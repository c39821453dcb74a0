//! Gateway endpoints: provider catalog, model listing, connection test, raw completion.

use axum::{
    extract::{Query, State},
    Json,
};
use serde::{Deserialize, Serialize};

use crate::errors::AppError;
use crate::llm_client::providers::ProviderDescriptor;
use crate::llm_client::{CompletionOptions, CompletionResult, ConversationMessage, ResponseFormat};
use crate::state::AppState;

#[derive(Debug, Deserialize)]
pub struct ModelsQuery {
    /// Defaults to the provider the gateway is bound to.
    pub provider: Option<String>,
}

#[derive(Debug, Serialize)]
pub struct ModelsResponse {
    pub provider: String,
    pub models: Vec<String>,
}

#[derive(Debug, Serialize)]
pub struct ConnectionResponse {
    pub provider: String,
    pub model: Option<String>,
    pub message: String,
}

#[derive(Debug, Deserialize)]
pub struct CompleteRequest {
    pub messages: Vec<ConversationMessage>,
    pub provider: Option<String>,
    pub model: Option<String>,
    #[serde(default)]
    pub options: CompleteRequestOptions,
}

/// Completion options accepted over HTTP. There is no base URL: requests always go to
/// the configured host for the provider.
#[derive(Debug, Default, Deserialize)]
pub struct CompleteRequestOptions {
    #[serde(default)]
    pub response_format: ResponseFormat,
    pub max_tokens: Option<u32>,
    pub temperature: Option<f32>,
    pub request_id: Option<String>,
}

impl From<CompleteRequestOptions> for CompletionOptions {
    fn from(options: CompleteRequestOptions) -> Self {
        Self {
            response_format: options.response_format,
            max_tokens: options.max_tokens,
            temperature: options.temperature,
            base_url: None,
            request_id: options.request_id,
        }
    }
}

/// GET /api/v1/llm/providers
pub async fn handle_list_providers(State(state): State<AppState>) -> Json<Vec<ProviderDescriptor>> {
    Json(state.gateway.registry().all().to_vec())
}

/// GET /api/v1/llm/models?provider=
pub async fn handle_list_models(
    State(state): State<AppState>,
    Query(query): Query<ModelsQuery>,
) -> Json<ModelsResponse> {
    let provider = query
        .provider
        .map(|p| p.trim().to_lowercase())
        .filter(|p| !p.is_empty())
        .unwrap_or_else(|| state.gateway.provider().to_string());
    let models = state.gateway.available_models(&provider).await;
    Json(ModelsResponse { provider, models })
}

/// GET /api/v1/llm/connection
pub async fn handle_test_connection(State(state): State<AppState>) -> Json<ConnectionResponse> {
    let message = state.gateway.test_connection().await;
    Json(ConnectionResponse {
        provider: state.gateway.provider().to_string(),
        model: state.gateway.model().map(str::to_string),
        message,
    })
}

/// POST /api/v1/llm/complete
///
/// Gateway failures come back as a `CompletionResult` with `success: false`, not as an
/// HTTP error.
pub async fn handle_complete(
    State(state): State<AppState>,
    Json(request): Json<CompleteRequest>,
) -> Result<Json<CompletionResult>, AppError> {
    if request.messages.is_empty() {
        return Err(AppError::Validation("messages cannot be empty".to_string()));
    }
    let provider = request
        .provider
        .unwrap_or_else(|| state.gateway.provider().to_string());
    let options = CompletionOptions::from(request.options);
    let result = state
        .gateway
        .complete(&request.messages, &provider, request.model.as_deref(), &options)
        .await;
    Ok(Json(result))
}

● ● ● ●

[WORK ORDER]: If a line in the records above has the word "Deserialize", copy it out.

[REPLY TO THE TASK]:
use serde::{Deserialize, Serialize};
#[derive(Debug, Deserialize)]
#[derive(Debug, Deserialize)]
#[derive(Debug, Default, Deserialize)]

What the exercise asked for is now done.